Nous traversons des écuries vides, des cours silencieuses où des arbres centenaires tordent leurs troncs caducs. Personne dans tout ce quartier. Nos pas résonnent sur les dalles, comme si nous passions sous des voûtes.

Au sortir d’un dédale noir et humide de corridors encombrés de pierres et de débris, nous entrons tout à coup dans une délicieuse petite cour entourée d’arceaux d’un blanc fané.

Par-dessus le mur, comme accoudé sur la terrasse, un dattier balance doucement sa tête aux frondaisons courbées. Une vigne vierge monte le long d’un pilier et s’enroule autour du tronc oblique du palmier, pour retomber en pluie de feuilles et de petites grappes naissantes.

Si El-Madani et quelques autres étudiants viennent à ma rencontre.

Avec une grande courtoisie, ils me souhaitent la bienvenue. Ce sont des fils de marabouts ou de ksouriens, pâles, frêles, comme étiolés dans l’ombre morne du ksar.

Si Abd-el-Djebbar, un nomade des Hamian de Méchéria, venu à la zaouïya pour étudier, se distingue entre tous. Il dépasse de toute la tête les sédentaires dégénérés, ce fils des guerriers de la frontière, robuste, musclé, avec la fierté mâle de ses attitudes, ses traits sobres et fins, son teint bronzé et le regard de ses longs yeux roux, brillants d’une flamme qui n’est sans doute pas celle de l’intelligence.
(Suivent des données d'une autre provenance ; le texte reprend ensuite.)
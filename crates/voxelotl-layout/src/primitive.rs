//! Fixed-width numeric types shared by host packers and device programs.
//!
//! Every host type here has exactly the size and alignment the device gives
//! its WGSL counterpart inside a host-shareable buffer:
//!
//! | Kind      | Host type  | Size | Align | WGSL storage     |
//! |-----------|------------|------|-------|------------------|
//! | `f32`     | `f32`      | 4    | 4     | `f32`            |
//! | `f32x2`   | `F32x2`    | 8    | 8     | `vec2<f32>`      |
//! | `f32x3`   | `F32x3`    | 16   | 16    | `vec3<f32>, f32` |
//! | `f32x4`   | `F32x4`    | 16   | 16    | `vec4<f32>`      |
//! | `f16x4`   | `F16x4`    | 8    | 8     | `vec2<u32>`      |
//! | `u8x4`    | `U8x4`     | 4    | 4     | `u32`            |
//! | `f32x4x4` | `F32x4x4`  | 64   | 16    | `mat4x4<f32>`    |
//! | `padN`    | `Pad<N>`   | 4N   | 4     | N x `u32`        |
//!
//! Three-wide vectors always occupy 16 bytes. The device aligns `vec3<f32>`
//! to 16 but only sizes it to 12, so a scalar declared after it would land in
//! the fourth word on the device and after it on the host. Reserving the word
//! removes the ambiguity on both sides.
//!
//! Matrices are column-major (`cols[c][r]`), the order `mat4x4<f32>` and
//! per-column vertex attributes consume directly.

use std::fmt;

use bytemuck::{Pod, Zeroable};
use half::f16;

/// Closed set of numeric kinds a layout field may have.
#[derive(Debug, Copy, Clone, Eq, PartialEq, Hash)]
pub enum PrimitiveKind {
    F32,
    F32x2,
    F32x3,
    F32x4,
    /// Four half floats, carried as raw bit patterns.
    F16x4,
    /// Four unsigned bytes, normalized to `[0, 1]` by the device.
    U8x4,
    /// Column-major 4x4 matrix of `f32`.
    F32x4x4,
    /// Explicit padding, in 32-bit words. Never read by a device program.
    Pad(u32),
}

impl PrimitiveKind {
    /// Byte size under device layout rules.
    pub const fn size(self) -> usize {
        match self {
            Self::F32 => 4,
            Self::F32x2 => 8,
            Self::F32x3 => 16,
            Self::F32x4 => 16,
            Self::F16x4 => 8,
            Self::U8x4 => 4,
            Self::F32x4x4 => 64,
            Self::Pad(words) => 4 * words as usize,
        }
    }

    /// Byte alignment under device layout rules.
    pub const fn align(self) -> usize {
        match self {
            Self::F32 | Self::U8x4 | Self::Pad(_) => 4,
            Self::F32x2 | Self::F16x4 => 8,
            Self::F32x3 | Self::F32x4 | Self::F32x4x4 => 16,
        }
    }

    /// Number of scalar components.
    pub const fn components(self) -> u32 {
        match self {
            Self::F32 => 1,
            Self::F32x2 => 2,
            Self::F32x3 => 3,
            Self::F32x4 | Self::F16x4 | Self::U8x4 => 4,
            Self::F32x4x4 => 16,
            Self::Pad(_) => 0,
        }
    }

    #[inline]
    pub const fn is_padding(self) -> bool {
        matches!(self, Self::Pad(_))
    }

    /// Number of vertex attribute locations this kind consumes.
    pub const fn attribute_columns(self) -> u32 {
        match self {
            Self::F32x4x4 => 4,
            Self::Pad(_) => 0,
            _ => 1,
        }
    }

    /// Kind of a single vertex attribute column (matrices split into `f32x4`).
    pub const fn column_kind(self) -> PrimitiveKind {
        match self {
            Self::F32x4x4 => Self::F32x4,
            other => other,
        }
    }

    /// WGSL type of the field inside a host-shareable struct.
    ///
    /// `f32x3` is followed by a reserved `f32` word and `padN` expands to
    /// `N` `u32` words; both are emitted by the header generator.
    pub const fn wgsl_storage_type(self) -> &'static str {
        match self {
            Self::F32 => "f32",
            Self::F32x2 => "vec2<f32>",
            Self::F32x3 => "vec3<f32>",
            Self::F32x4 => "vec4<f32>",
            Self::F16x4 => "vec2<u32>",
            Self::U8x4 => "u32",
            Self::F32x4x4 => "mat4x4<f32>",
            Self::Pad(_) => "u32",
        }
    }

    /// WGSL type a vertex stage sees for one attribute column of this kind.
    ///
    /// Half and byte encodings are widened by the vertex fetch, so the shader
    /// always receives `f32` components.
    pub const fn wgsl_attribute_type(self) -> Option<&'static str> {
        match self.column_kind() {
            Self::F32 => Some("f32"),
            Self::F32x2 => Some("vec2<f32>"),
            Self::F32x3 => Some("vec3<f32>"),
            Self::F32x4 | Self::F16x4 | Self::U8x4 => Some("vec4<f32>"),
            Self::F32x4x4 | Self::Pad(_) => None,
        }
    }
}

impl fmt::Display for PrimitiveKind {
    fn fmt(&self, f: &mut fmt::Formatter<'_>) -> fmt::Result {
        match self {
            Self::F32 => f.write_str("f32"),
            Self::F32x2 => f.write_str("f32x2"),
            Self::F32x3 => f.write_str("f32x3"),
            Self::F32x4 => f.write_str("f32x4"),
            Self::F16x4 => f.write_str("f16x4"),
            Self::U8x4 => f.write_str("u8x4"),
            Self::F32x4x4 => f.write_str("f32x4x4"),
            Self::Pad(words) => write!(f, "pad{words}"),
        }
    }
}

/// A host type usable as a layout field.
pub trait Primitive: Pod + fmt::Debug + PartialEq {
    const KIND: PrimitiveKind;
}

// ── vectors ───────────────────────────────────────────────────────────────

#[repr(C, align(8))]
#[derive(Debug, Copy, Clone, Default, PartialEq, Pod, Zeroable)]
pub struct F32x2(pub [f32; 2]);

impl F32x2 {
    #[inline]
    pub const fn new(x: f32, y: f32) -> Self {
        Self([x, y])
    }
}

impl From<[f32; 2]> for F32x2 {
    fn from(v: [f32; 2]) -> Self {
        Self(v)
    }
}

/// Three floats stored in 16 bytes; the fourth word is reserved and zero.
#[repr(C, align(16))]
#[derive(Debug, Copy, Clone, Default, PartialEq, Pod, Zeroable)]
pub struct F32x3 {
    xyz: [f32; 3],
    reserved: f32,
}

impl F32x3 {
    pub const ZERO: Self = Self::new(0.0, 0.0, 0.0);

    #[inline]
    pub const fn new(x: f32, y: f32, z: f32) -> Self {
        Self { xyz: [x, y, z], reserved: 0.0 }
    }

    #[inline]
    pub const fn to_array(self) -> [f32; 3] {
        self.xyz
    }
}

impl From<[f32; 3]> for F32x3 {
    fn from([x, y, z]: [f32; 3]) -> Self {
        Self::new(x, y, z)
    }
}

#[repr(C, align(16))]
#[derive(Debug, Copy, Clone, Default, PartialEq, Pod, Zeroable)]
pub struct F32x4(pub [f32; 4]);

impl F32x4 {
    #[inline]
    pub const fn new(x: f32, y: f32, z: f32, w: f32) -> Self {
        Self([x, y, z, w])
    }
}

impl From<[f32; 4]> for F32x4 {
    fn from(v: [f32; 4]) -> Self {
        Self(v)
    }
}

/// Four half floats.
///
/// The host never does half-precision math on these; bit patterns written
/// with [`F16x4::from_bits`] are read back unchanged by both sides.
#[repr(C, align(8))]
#[derive(Debug, Copy, Clone, Default, PartialEq, Pod, Zeroable)]
pub struct F16x4(pub [f16; 4]);

impl F16x4 {
    #[inline]
    pub const fn from_bits(bits: [u16; 4]) -> Self {
        Self([
            f16::from_bits(bits[0]),
            f16::from_bits(bits[1]),
            f16::from_bits(bits[2]),
            f16::from_bits(bits[3]),
        ])
    }

    #[inline]
    pub const fn to_bits(self) -> [u16; 4] {
        [self.0[0].to_bits(), self.0[1].to_bits(), self.0[2].to_bits(), self.0[3].to_bits()]
    }

    /// Rounds four `f32` values to the nearest half float.
    ///
    /// This is the only place precision is lost; callers choose when to pay it.
    pub fn from_f32(v: [f32; 4]) -> Self {
        Self(v.map(f16::from_f32))
    }

    pub fn to_f32(self) -> [f32; 4] {
        self.0.map(f16::to_f32)
    }
}

/// Four unsigned bytes, read by the device as unorm (`byte / 255`).
#[repr(C, align(4))]
#[derive(Debug, Copy, Clone, Default, Eq, PartialEq, Hash, Pod, Zeroable)]
pub struct U8x4(pub [u8; 4]);

impl U8x4 {
    #[inline]
    pub const fn new(r: u8, g: u8, b: u8, a: u8) -> Self {
        Self([r, g, b, a])
    }

    /// Quantizes `[0, 1]` floats to bytes, rounding to nearest.
    ///
    /// Out-of-range values saturate; NaN becomes 0.
    pub fn from_unorm(v: [f32; 4]) -> Self {
        Self(v.map(|c| (c.clamp(0.0, 1.0) * 255.0).round() as u8))
    }

    pub fn to_unorm(self) -> [f32; 4] {
        self.0.map(|c| c as f32 / 255.0)
    }
}

/// Column-major 4x4 matrix: `self.0[c][r]` is column `c`, row `r`.
#[repr(C, align(16))]
#[derive(Debug, Copy, Clone, PartialEq, Pod, Zeroable)]
pub struct F32x4x4(pub [[f32; 4]; 4]);

impl F32x4x4 {
    pub const IDENTITY: Self = Self([
        [1.0, 0.0, 0.0, 0.0],
        [0.0, 1.0, 0.0, 0.0],
        [0.0, 0.0, 1.0, 0.0],
        [0.0, 0.0, 0.0, 1.0],
    ]);

    #[inline]
    pub const fn from_cols(cols: [[f32; 4]; 4]) -> Self {
        Self(cols)
    }

    #[inline]
    pub const fn cols(&self) -> &[[f32; 4]; 4] {
        &self.0
    }
}

impl Default for F32x4x4 {
    fn default() -> Self {
        Self::IDENTITY
    }
}

// ── padding ───────────────────────────────────────────────────────────────

/// `N` reserved 32-bit words. Always written as zero.
#[repr(transparent)]
#[derive(Debug, Copy, Clone, Eq, PartialEq)]
pub struct Pad<const N: usize>([u32; N]);

impl<const N: usize> Pad<N> {
    pub const ZERO: Self = Self([0; N]);
}

impl<const N: usize> Default for Pad<N> {
    fn default() -> Self {
        Self::ZERO
    }
}

// SAFETY: `Pad<N>` is `repr(transparent)` over `[u32; N]`, which is Pod and
// Zeroable for every `N`.
unsafe impl<const N: usize> Zeroable for Pad<N> {}
unsafe impl<const N: usize> Pod for Pad<N> {}

impl<const N: usize> Primitive for Pad<N> {
    const KIND: PrimitiveKind = PrimitiveKind::Pad(N as u32);
}

macro_rules! primitive {
    ($($ty:ty => $kind:ident),* $(,)?) => {$(
        impl Primitive for $ty {
            const KIND: PrimitiveKind = PrimitiveKind::$kind;
        }

        const _: () = {
            assert!(std::mem::size_of::<$ty>() == PrimitiveKind::$kind.size());
            assert!(std::mem::align_of::<$ty>() == PrimitiveKind::$kind.align());
        };
    )*};
}

primitive! {
    f32 => F32,
    F32x2 => F32x2,
    F32x3 => F32x3,
    F32x4 => F32x4,
    F16x4 => F16x4,
    U8x4 => U8x4,
    F32x4x4 => F32x4x4,
}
Nous entrons dans la salle de thé par une porte à deux battants sculptés qui grincent sur des gonds rouillés. Là règne un demi-jour vaporeux. L’élégance de quelques fines colonnes, avec la dentelle d’une frise d’arabesques fouillées dans la pierre laiteuse, contribue à l’agrément du lieu. De petites lucarnes s’ouvrant dans une coupole sur la moire lumineuse du ciel, versent une lumière pâle sur les faïences vert Nil qui garnissent les murailles à hauteur d’homme et sur celles de l’aire usée.

Une marche en pierre conduit à la seconde moitié du vaste appartement, un peu surélevée. Là, des tapis de Rabat, des matelas de laine blanche tapissent le sol.